(Stored data)
=== Begin Enclosure ===
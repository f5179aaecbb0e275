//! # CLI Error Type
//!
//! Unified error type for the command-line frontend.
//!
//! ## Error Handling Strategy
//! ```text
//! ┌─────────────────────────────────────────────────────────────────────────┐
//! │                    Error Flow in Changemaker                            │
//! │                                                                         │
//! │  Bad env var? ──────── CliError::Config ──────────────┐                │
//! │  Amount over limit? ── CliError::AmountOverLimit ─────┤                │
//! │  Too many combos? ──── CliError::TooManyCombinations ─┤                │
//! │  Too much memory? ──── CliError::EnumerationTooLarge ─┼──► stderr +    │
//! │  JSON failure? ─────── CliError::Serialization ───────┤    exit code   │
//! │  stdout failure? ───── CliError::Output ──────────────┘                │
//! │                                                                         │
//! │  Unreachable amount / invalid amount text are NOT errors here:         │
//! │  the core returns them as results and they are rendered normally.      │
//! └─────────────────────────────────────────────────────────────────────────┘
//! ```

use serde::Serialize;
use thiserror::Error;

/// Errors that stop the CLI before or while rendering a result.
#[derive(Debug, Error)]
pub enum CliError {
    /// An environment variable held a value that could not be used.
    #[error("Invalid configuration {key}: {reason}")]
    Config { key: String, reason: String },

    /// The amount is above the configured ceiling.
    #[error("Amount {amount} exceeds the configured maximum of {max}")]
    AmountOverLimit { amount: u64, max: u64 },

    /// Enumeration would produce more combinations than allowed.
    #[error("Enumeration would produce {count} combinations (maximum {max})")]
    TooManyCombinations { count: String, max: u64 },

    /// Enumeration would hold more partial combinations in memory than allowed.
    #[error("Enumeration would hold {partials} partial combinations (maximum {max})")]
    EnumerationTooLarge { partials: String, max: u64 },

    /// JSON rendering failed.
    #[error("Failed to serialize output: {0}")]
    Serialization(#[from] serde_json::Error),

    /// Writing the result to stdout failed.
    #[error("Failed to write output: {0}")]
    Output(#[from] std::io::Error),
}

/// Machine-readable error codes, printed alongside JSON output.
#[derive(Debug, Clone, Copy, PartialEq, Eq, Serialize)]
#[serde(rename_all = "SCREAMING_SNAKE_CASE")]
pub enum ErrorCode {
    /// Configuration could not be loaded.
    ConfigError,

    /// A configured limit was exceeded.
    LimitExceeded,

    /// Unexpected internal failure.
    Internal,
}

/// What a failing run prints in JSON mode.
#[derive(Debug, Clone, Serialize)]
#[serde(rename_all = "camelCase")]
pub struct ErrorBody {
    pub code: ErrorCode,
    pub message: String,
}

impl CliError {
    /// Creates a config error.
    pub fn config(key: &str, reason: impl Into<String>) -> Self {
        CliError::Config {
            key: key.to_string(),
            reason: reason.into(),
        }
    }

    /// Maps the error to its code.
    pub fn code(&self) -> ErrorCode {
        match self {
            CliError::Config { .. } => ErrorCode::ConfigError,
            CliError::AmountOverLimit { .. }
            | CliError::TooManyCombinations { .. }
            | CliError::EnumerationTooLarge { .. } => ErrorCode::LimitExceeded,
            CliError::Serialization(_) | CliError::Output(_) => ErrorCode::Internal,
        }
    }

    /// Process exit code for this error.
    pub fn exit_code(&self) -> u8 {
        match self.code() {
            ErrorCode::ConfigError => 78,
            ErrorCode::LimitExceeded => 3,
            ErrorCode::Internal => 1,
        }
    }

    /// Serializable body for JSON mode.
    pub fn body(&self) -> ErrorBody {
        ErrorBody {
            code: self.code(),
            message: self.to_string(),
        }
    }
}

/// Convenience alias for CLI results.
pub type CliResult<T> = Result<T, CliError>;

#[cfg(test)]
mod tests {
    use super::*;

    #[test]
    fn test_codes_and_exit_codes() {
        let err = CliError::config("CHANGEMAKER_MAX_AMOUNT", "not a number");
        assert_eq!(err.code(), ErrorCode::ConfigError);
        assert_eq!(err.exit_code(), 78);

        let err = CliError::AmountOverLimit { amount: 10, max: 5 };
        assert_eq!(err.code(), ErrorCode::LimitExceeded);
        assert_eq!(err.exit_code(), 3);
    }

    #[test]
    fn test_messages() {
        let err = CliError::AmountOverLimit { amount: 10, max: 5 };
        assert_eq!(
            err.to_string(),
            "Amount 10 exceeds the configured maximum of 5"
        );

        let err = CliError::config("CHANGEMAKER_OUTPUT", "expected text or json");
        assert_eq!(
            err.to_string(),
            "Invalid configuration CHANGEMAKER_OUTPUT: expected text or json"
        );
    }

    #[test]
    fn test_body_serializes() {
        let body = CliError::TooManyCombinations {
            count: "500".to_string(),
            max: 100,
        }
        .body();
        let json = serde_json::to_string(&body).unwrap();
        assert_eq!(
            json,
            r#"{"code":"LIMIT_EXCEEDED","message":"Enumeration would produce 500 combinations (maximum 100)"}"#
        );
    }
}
=== End Enclosure ===
The answer must be a single number: how many lines in the data above contain the string "hold".

2